╔══

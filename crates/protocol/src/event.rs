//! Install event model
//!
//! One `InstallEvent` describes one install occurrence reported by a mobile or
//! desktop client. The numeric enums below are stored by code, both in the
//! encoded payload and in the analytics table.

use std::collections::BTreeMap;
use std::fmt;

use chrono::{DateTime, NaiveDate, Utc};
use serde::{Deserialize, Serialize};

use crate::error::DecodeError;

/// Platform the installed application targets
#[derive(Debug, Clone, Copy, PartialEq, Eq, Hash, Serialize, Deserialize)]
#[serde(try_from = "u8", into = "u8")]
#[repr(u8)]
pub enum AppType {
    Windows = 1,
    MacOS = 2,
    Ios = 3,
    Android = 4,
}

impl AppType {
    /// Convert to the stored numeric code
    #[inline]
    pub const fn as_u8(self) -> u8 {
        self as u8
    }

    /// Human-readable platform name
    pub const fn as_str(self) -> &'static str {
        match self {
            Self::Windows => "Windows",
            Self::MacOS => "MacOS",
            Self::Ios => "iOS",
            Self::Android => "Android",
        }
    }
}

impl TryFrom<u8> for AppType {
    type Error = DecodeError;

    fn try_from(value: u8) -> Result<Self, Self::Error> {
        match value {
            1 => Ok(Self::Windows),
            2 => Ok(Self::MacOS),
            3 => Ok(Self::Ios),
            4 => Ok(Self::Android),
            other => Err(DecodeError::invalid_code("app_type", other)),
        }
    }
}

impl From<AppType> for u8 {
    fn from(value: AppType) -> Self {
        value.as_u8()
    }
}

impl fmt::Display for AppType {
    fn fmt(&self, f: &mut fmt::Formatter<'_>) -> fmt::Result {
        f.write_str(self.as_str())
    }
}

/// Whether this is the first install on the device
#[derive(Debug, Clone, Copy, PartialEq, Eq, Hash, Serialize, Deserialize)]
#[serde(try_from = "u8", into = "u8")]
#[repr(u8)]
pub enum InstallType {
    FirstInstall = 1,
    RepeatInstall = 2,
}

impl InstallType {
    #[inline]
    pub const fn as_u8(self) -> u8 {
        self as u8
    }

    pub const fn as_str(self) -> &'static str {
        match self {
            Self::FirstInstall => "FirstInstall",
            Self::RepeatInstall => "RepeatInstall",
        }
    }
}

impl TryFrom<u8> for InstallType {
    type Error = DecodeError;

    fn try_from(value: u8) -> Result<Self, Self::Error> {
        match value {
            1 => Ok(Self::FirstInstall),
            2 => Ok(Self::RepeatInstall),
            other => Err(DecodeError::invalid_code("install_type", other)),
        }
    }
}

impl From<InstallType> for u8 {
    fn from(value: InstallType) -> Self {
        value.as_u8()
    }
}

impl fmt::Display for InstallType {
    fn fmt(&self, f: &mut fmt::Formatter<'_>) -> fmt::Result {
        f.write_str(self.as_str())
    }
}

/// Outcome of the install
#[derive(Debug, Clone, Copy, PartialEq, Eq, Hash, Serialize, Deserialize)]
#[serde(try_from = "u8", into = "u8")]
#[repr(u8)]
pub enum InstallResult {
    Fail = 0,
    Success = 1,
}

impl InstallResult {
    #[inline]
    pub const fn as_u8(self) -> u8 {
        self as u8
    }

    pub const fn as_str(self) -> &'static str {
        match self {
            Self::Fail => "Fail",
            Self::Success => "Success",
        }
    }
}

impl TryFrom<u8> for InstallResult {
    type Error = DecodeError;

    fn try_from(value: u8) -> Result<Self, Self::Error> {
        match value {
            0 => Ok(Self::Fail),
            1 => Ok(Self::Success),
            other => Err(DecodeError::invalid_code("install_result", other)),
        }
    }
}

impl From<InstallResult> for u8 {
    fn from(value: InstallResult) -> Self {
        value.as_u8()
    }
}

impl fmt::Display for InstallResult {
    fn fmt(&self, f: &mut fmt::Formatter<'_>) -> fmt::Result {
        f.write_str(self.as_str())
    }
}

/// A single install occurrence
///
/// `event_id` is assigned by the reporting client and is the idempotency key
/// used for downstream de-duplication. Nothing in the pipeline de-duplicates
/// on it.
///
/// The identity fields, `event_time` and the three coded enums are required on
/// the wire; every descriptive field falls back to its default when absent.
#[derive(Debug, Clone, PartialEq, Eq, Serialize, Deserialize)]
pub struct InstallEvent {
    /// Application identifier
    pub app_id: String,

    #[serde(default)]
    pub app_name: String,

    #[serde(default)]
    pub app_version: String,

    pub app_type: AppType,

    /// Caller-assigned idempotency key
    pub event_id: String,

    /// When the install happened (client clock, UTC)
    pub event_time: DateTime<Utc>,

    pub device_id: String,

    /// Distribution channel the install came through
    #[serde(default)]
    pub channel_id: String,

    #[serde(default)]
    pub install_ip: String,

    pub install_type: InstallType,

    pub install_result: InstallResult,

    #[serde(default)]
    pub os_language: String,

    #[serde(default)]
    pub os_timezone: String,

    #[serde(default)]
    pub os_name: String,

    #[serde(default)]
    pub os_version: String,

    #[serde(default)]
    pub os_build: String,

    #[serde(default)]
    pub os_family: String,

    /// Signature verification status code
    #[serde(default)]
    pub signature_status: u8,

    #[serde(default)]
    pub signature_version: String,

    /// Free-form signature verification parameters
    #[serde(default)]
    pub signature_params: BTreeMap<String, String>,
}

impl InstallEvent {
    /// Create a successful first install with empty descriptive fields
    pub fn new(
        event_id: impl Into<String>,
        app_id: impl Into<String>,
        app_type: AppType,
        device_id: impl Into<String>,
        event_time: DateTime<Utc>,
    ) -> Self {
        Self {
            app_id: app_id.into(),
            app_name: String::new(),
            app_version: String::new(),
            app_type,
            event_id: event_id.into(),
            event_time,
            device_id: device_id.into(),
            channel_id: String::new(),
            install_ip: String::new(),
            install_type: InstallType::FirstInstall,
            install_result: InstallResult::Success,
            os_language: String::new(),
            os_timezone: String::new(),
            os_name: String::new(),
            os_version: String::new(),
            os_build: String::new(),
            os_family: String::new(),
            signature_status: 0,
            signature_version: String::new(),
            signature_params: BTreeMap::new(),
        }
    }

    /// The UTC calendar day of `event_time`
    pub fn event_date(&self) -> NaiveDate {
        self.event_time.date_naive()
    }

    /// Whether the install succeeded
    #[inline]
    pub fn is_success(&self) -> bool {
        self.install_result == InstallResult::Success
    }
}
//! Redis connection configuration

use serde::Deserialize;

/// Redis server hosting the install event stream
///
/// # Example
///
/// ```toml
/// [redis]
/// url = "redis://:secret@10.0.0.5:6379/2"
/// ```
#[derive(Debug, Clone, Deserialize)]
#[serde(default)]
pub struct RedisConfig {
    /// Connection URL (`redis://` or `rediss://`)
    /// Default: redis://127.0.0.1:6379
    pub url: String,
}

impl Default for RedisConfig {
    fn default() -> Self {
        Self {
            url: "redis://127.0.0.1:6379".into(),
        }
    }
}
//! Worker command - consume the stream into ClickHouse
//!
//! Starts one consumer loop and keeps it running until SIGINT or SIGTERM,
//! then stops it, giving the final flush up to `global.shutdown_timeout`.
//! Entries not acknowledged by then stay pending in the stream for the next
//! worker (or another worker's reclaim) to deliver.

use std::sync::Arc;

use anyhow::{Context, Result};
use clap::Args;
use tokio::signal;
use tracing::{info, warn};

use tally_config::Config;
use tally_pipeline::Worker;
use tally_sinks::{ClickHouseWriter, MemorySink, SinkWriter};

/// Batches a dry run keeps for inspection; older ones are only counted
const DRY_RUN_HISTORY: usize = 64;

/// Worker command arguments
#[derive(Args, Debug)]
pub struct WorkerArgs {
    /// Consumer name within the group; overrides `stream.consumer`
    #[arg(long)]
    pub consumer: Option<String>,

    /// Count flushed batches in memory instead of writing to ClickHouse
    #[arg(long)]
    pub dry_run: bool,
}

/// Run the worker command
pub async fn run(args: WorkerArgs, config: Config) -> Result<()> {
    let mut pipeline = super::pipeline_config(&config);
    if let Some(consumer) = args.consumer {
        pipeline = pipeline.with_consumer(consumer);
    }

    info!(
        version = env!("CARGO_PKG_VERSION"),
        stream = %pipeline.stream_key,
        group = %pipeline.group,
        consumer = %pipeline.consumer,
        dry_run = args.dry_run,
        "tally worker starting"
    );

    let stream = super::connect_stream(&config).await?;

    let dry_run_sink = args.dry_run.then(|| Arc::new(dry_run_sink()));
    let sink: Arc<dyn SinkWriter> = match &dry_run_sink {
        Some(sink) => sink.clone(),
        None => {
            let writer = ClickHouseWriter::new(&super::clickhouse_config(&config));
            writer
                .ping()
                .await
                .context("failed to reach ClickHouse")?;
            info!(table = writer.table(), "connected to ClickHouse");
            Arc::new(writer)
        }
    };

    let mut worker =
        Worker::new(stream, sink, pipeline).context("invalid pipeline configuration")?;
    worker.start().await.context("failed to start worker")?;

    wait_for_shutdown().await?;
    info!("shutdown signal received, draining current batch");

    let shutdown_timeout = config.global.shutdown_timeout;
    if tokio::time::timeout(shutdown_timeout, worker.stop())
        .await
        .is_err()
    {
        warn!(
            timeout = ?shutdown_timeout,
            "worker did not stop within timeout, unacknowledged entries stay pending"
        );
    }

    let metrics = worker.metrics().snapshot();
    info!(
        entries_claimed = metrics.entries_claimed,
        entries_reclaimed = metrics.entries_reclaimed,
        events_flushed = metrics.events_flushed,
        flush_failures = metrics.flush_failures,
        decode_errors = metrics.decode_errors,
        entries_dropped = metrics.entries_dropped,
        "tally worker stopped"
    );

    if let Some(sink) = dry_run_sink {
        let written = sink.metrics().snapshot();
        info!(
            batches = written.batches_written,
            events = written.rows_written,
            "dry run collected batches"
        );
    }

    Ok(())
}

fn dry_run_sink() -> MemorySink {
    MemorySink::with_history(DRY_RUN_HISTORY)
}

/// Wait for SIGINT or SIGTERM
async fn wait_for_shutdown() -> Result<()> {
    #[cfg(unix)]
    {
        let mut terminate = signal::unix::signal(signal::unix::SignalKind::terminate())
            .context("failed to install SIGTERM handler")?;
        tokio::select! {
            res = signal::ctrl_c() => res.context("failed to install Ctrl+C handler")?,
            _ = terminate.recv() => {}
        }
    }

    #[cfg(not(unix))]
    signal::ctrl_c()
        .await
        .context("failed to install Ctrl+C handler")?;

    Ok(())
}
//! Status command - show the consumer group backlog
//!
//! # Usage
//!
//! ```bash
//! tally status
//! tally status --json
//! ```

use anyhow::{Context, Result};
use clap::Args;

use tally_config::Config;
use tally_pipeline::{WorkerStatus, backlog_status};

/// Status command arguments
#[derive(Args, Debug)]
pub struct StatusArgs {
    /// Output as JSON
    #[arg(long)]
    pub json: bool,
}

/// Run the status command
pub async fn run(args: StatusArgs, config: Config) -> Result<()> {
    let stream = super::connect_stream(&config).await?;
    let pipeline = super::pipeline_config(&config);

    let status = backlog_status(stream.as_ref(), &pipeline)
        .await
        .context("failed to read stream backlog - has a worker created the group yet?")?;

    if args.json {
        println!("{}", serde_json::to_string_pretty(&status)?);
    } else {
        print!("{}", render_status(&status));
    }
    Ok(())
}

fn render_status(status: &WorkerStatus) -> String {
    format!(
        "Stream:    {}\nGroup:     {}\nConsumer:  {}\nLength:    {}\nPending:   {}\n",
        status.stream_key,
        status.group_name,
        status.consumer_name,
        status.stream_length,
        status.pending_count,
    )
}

╚══

* **Problem requirements**: In restating the data, begin at its first line, reproduce each line word for word, and conclude with the line that contains "Human-readable platform name".

* **Exercise solution**:
filename crates/protocol/src/event.rs
//! Install event model
//!
//! One `InstallEvent` describes one install occurrence reported by a mobile or
//! desktop client. The numeric enums below are stored by code, both in the
//! encoded payload and in the analytics table.

use std::collections::BTreeMap;
use std::fmt;

use chrono::{DateTime, NaiveDate, Utc};
use serde::{Deserialize, Serialize};

use crate::error::DecodeError;

/// Platform the installed application targets
#[derive(Debug, Clone, Copy, PartialEq, Eq, Hash, Serialize, Deserialize)]
#[serde(try_from = "u8", into = "u8")]
#[repr(u8)]
pub enum AppType {
    Windows = 1,
    MacOS = 2,
    Ios = 3,
    Android = 4,
}

impl AppType {
    /// Convert to the stored numeric code
    #[inline]
    pub const fn as_u8(self) -> u8 {
        self as u8
    }

    /// Human-readable platform name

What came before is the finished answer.